What is required>
Without changing anything, output the records below.

Records from a dataset>
::::::

//! Ignore sources: explicit patterns and reloadable ignore files.

use std::sync::Arc;

use ignore::gitignore::{Gitignore, GitignoreBuilder};
use tracing::warn;

use kempt_fs::{path, Folder};

use crate::glob::Glob;

/// How an ignore source interprets its patterns.
#[derive(Debug, Clone, Copy, PartialEq, Eq)]
pub enum IgnoreSemantics {
    /// Standard gitignore precedence: later patterns can re-include paths
    /// excluded by earlier ones.
    Gitignore,
    /// Plain glob matching where negated patterns act as required
    /// allow-filters rather than re-inclusion rules.
    Glob,
}

impl IgnoreSemantics {
    /// The default semantics for an ignore file, chosen by its filename.
    pub fn for_filename(name: &str) -> Self {
        match name {
            ".gitignore" | ".eslintignore" | ".prettierignore" | ".kemptignore" => {
                Self::Gitignore
            }
            _ => Self::Glob,
        }
    }

    pub fn as_str(&self) -> &'static str {
        match self {
            Self::Gitignore => "gitignore",
            Self::Glob => "glob",
        }
    }
}

/// A compiled pattern set under one of the two semantics.
enum PatternMatcher {
    Gitignore(Gitignore),
    Globs { negated: Vec<Glob>, plain: Vec<Glob> },
}

impl PatternMatcher {
    fn compile(semantics: IgnoreSemantics, patterns: &[String]) -> Self {
        match semantics {
            IgnoreSemantics::Gitignore => Self::Gitignore(gitignore_matcher(patterns)),
            IgnoreSemantics::Glob => {
                let globs = patterns.iter().map(|p| Glob::new(p));
                let (negated, plain) = globs.partition(Glob::negated);
                Self::Globs { negated, plain }
            }
        }
    }

    fn ignores(&self, path: &str) -> bool {
        match self {
            Self::Gitignore(matcher) => matcher
                .matched_path_or_any_parents(path, false)
                .is_ignore(),
            Self::Globs { negated, plain } => {
                // A body match on any negated pattern vetoes ignoring;
                // plain patterns then decide.
                if negated.iter().any(|g| g.matches(path)) {
                    return false;
                }
                plain.iter().any(|g| g.matches(path))
            }
        }
    }
}

fn gitignore_matcher(patterns: &[String]) -> Gitignore {
    let mut builder = GitignoreBuilder::new("");
    let _ = builder.case_insensitive(true);
    for pattern in patterns {
        let _ = builder.add_line(None, pattern);
    }
    builder.build().unwrap_or_else(|_| Gitignore::empty())
}

fn parse_patterns(data: &str) -> Vec<String> {
    data.lines()
        .filter(|line| !line.trim().is_empty() && !line.starts_with('#'))
        .map(|line| line.trim_end_matches('\r').to_string())
        .collect()
}

async fn read_patterns(folder: &dyn Folder, path: &str) -> Vec<String> {
    match folder.read_file(path).await {
        Ok(data) => parse_patterns(&data),
        Err(error) => {
            warn!(path, %error, "ignore file unreadable, using empty pattern set");
            Vec::new()
        }
    }
}

/// An ignore file such as `.gitignore` or `.npmignore`, loaded from a
/// folder and reloadable in place.
pub struct Ignorefile {
    path: String,
    semantics: IgnoreSemantics,
    folder: Arc<dyn Folder>,
    patterns: Vec<String>,
    matcher: PatternMatcher,
}

impl Ignorefile {
    /// Load an ignore file, picking semantics from its filename.
    ///
    /// A missing or unreadable file is an empty pattern set, not an error.
    pub async fn load(folder: Arc<dyn Folder>, path: &str) -> Self {
        let semantics = IgnoreSemantics::for_filename(path::file_name(path));
        Self::load_with(folder, path, semantics).await
    }

    /// Load an ignore file with explicitly chosen semantics.
    pub async fn load_with(
        folder: Arc<dyn Folder>,
        path: &str,
        semantics: IgnoreSemantics,
    ) -> Self {
        let patterns = read_patterns(folder.as_ref(), path).await;
        let matcher = PatternMatcher::compile(semantics, &patterns);

        Self {
            path: path.to_string(),
            semantics,
            folder,
            patterns,
            matcher,
        }
    }

    /// The path this file was loaded from, relative to its folder.
    pub fn path(&self) -> &str {
        &self.path
    }

    pub fn semantics(&self) -> IgnoreSemantics {
        self.semantics
    }

    /// The raw patterns currently in effect.
    pub fn patterns(&self) -> &[String] {
        &self.patterns
    }

    /// Whether the path is ignored by this file.
    pub fn ignores(&self, path: &str) -> bool {
        self.matcher.ignores(path)
    }

    /// Re-read the backing file and swap in the freshly compiled matcher.
    pub async fn reload(&mut self) {
        self.patterns = read_patterns(self.folder.as_ref(), &self.path).await;
        self.matcher = PatternMatcher::compile(self.semantics, &self.patterns);
    }
}

impl std::fmt::Debug for Ignorefile {
    fn fmt(&self, f: &mut std::fmt::Formatter<'_>) -> std::fmt::Result {
        f.debug_struct("Ignorefile")
            .field("path", &self.path)
            .field("semantics", &self.semantics)
            .field("patterns", &self.patterns)
            .finish()
    }
}

/// The combined ignore state of a project: direct settings patterns plus
/// any number of ignore files, deduplicated by path.
#[derive(Default)]
pub struct ProjectIgnore {
    patterns: Vec<String>,
    settings: Option<PatternMatcher>,
    files: Vec<Ignorefile>,
}

impl ProjectIgnore {
    pub fn new() -> Self {
        Self::default()
    }

    /// Replace the direct exclusion patterns (gitignore semantics).
    pub fn use_patterns(&mut self, patterns: Vec<String>) {
        self.settings = Some(PatternMatcher::compile(
            IgnoreSemantics::Gitignore,
            &patterns,
        ));
        self.patterns = patterns;
    }

    /// Add an ignore file unless one with the same path is present.
    pub fn use_ignorefile(&mut self, file: Ignorefile) {
        if self.files.iter().any(|f| f.path() == file.path()) {
            return;
        }
        self.files.push(file);
    }

    /// The direct patterns currently in effect, excluding file-backed ones.
    pub fn patterns(&self) -> &[String] {
        &self.patterns
    }

    /// The ignore files currently in use.
    pub fn ignorefiles(&self) -> &[Ignorefile] {
        &self.files
    }

    /// Whether any source ignores the path.
    pub fn ignores(&self, path: &str) -> bool {
        self.settings
            .as_ref()
            .is_some_and(|matcher| matcher.ignores(path))
            || self.files.iter().any(|file| file.ignores(path))
    }

    /// Reload every file-backed source.
    pub async fn reload(&mut self) {
        for file in &mut self.files {
            file.reload().await;
        }
    }
}

impl std::fmt::Debug for ProjectIgnore {
    fn fmt(&self, f: &mut std::fmt::Formatter<'_>) -> std::fmt::Result {
        f.debug_struct("ProjectIgnore")
            .field("patterns", &self.patterns)
            .field("files", &self.files)
            .finish()
    }
}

::::::

Exercise output>
//! Ignore sources: explicit patterns and reloadable ignore files.

use std::sync::Arc;

use ignore::gitignore::{Gitignore, GitignoreBuilder};
use tracing::warn;

use kempt_fs::{path, Folder};

use crate::glob::Glob;

/// How an ignore source interprets its patterns.
#[derive(Debug, Clone, Copy, PartialEq, Eq)]
pub enum IgnoreSemantics {
    /// Standard gitignore precedence: later patterns can re-include paths
    /// excluded by earlier ones.
    Gitignore,
    /// Plain glob matching where negated patterns act as required
    /// allow-filters rather than re-inclusion rules.
    Glob,
}

impl IgnoreSemantics {
    /// The default semantics for an ignore file, chosen by its filename.
    pub fn for_filename(name: &str) -> Self {
        match name {
            ".gitignore" | ".eslintignore" | ".prettierignore" | ".kemptignore" => {
                Self::Gitignore
            }
            _ => Self::Glob,
        }
    }

    pub fn as_str(&self) -> &'static str {
        match self {
            Self::Gitignore => "gitignore",
            Self::Glob => "glob",
        }
    }
}

/// A compiled pattern set under one of the two semantics.
enum PatternMatcher {
    Gitignore(Gitignore),
    Globs { negated: Vec<Glob>, plain: Vec<Glob> },
}

impl PatternMatcher {
    fn compile(semantics: IgnoreSemantics, patterns: &[String]) -> Self {
        match semantics {
            IgnoreSemantics::Gitignore => Self::Gitignore(gitignore_matcher(patterns)),
            IgnoreSemantics::Glob => {
                let globs = patterns.iter().map(|p| Glob::new(p));
                let (negated, plain) = globs.partition(Glob::negated);
                Self::Globs { negated, plain }
            }
        }
    }

    fn ignores(&self, path: &str) -> bool {
        match self {
            Self::Gitignore(matcher) => matcher
                .matched_path_or_any_parents(path, false)
                .is_ignore(),
            Self::Globs { negated, plain } => {
                // A body match on any negated pattern vetoes ignoring;
                // plain patterns then decide.
                if negated.iter().any(|g| g.matches(path)) {
                    return false;
                }
                plain.iter().any(|g| g.matches(path))
            }
        }
    }
}

fn gitignore_matcher(patterns: &[String]) -> Gitignore {
    let mut builder = GitignoreBuilder::new("");
    let _ = builder.case_insensitive(true);
    for pattern in patterns {
        let _ = builder.add_line(None, pattern);
    }
    builder.build().unwrap_or_else(|_| Gitignore::empty())
}

fn parse_patterns(data: &str) -> Vec<String> {
    data.lines()
        .filter(|line| !line.trim().is_empty() && !line.starts_with('#'))
        .map(|line| line.trim_end_matches('\r').to_string())
        .collect()
}

async fn read_patterns(folder: &dyn Folder, path: &str) -> Vec<String> {
    match folder.read_file(path).await {
        Ok(data) => parse_patterns(&data),
        Err(error) => {
            warn!(path, %error, "ignore file unreadable, using empty pattern set");
            Vec::new()
        }
    }
}

/// An ignore file such as `.gitignore` or `.npmignore`, loaded from a
/// folder and reloadable in place.
pub struct Ignorefile {
    path: String,
    semantics: IgnoreSemantics,
    folder: Arc<dyn Folder>,
    patterns: Vec<String>,
    matcher: PatternMatcher,
}

impl Ignorefile {
    /// Load an ignore file, picking semantics from its filename.
    ///
    /// A missing or unreadable file is an empty pattern set, not an error.
    pub async fn load(folder: Arc<dyn Folder>, path: &str) -> Self {
        let semantics = IgnoreSemantics::for_filename(path::file_name(path));
        Self::load_with(folder, path, semantics).await
    }

    /// Load an ignore file with explicitly chosen semantics.
    pub async fn load_with(
        folder: Arc<dyn Folder>,
        path: &str,
        semantics: IgnoreSemantics,
    ) -> Self {
        let patterns = read_patterns(folder.as_ref(), path).await;
        let matcher = PatternMatcher::compile(semantics, &patterns);

        Self {
            path: path.to_string(),
            semantics,
            folder,
            patterns,
            matcher,
        }
    }

    /// The path this file was loaded from, relative to its folder.
    pub fn path(&self) -> &str {
        &self.path
    }

    pub fn semantics(&self) -> IgnoreSemantics {
        self.semantics
    }

    /// The raw patterns currently in effect.
    pub fn patterns(&self) -> &[String] {
        &self.patterns
    }

    /// Whether the path is ignored by this file.
    pub fn ignores(&self, path: &str) -> bool {
        self.matcher.ignores(path)
    }

    /// Re-read the backing file and swap in the freshly compiled matcher.
    pub async fn reload(&mut self) {
        self.patterns = read_patterns(self.folder.as_ref(), &self.path).await;
        self.matcher = PatternMatcher::compile(self.semantics, &self.patterns);
    }
}

impl std::fmt::Debug for Ignorefile {
    fn fmt(&self, f: &mut std::fmt::Formatter<'_>) -> std::fmt::Result {
        f.debug_struct("Ignorefile")
            .field("path", &self.path)
            .field("semantics", &self.semantics)
            .field("patterns", &self.patterns)
            .finish()
    }
}

/// The combined ignore state of a project: direct settings patterns plus
/// any number of ignore files, deduplicated by path.
#[derive(Default)]
pub struct ProjectIgnore {
    patterns: Vec<String>,
    settings: Option<PatternMatcher>,
    files: Vec<Ignorefile>,
}

impl ProjectIgnore {
    pub fn new() -> Self {
        Self::default()
    }

    /// Replace the direct exclusion patterns (gitignore semantics).
    pub fn use_patterns(&mut self, patterns: Vec<String>) {
        self.settings = Some(PatternMatcher::compile(
            IgnoreSemantics::Gitignore,
            &patterns,
        ));
        self.patterns = patterns;
    }

    /// Add an ignore file unless one with the same path is present.
    pub fn use_ignorefile(&mut self, file: Ignorefile) {
        if self.files.iter().any(|f| f.path() == file.path()) {
            return;
        }
        self.files.push(file);
    }

    /// The direct patterns currently in effect, excluding file-backed ones.
    pub fn patterns(&self) -> &[String] {
        &self.patterns
    }

    /// The ignore files currently in use.
    pub fn ignorefiles(&self) -> &[Ignorefile] {
        &self.files
    }

    /// Whether any source ignores the path.
    pub fn ignores(&self, path: &str) -> bool {
        self.settings
            .as_ref()
            .is_some_and(|matcher| matcher.ignores(path))
            || self.files.iter().any(|file| file.ignores(path))
    }

    /// Reload every file-backed source.
    pub async fn reload(&mut self) {
        for file in &mut self.files {
            file.reload().await;
        }
    }
}

impl std::fmt::Debug for ProjectIgnore {
    fn fmt(&self, f: &mut std::fmt::Formatter<'_>) -> std::fmt::Result {
        f.debug_struct("ProjectIgnore")
            .field("patterns", &self.patterns)
            .field("files", &self.files)
            .finish()
    }
}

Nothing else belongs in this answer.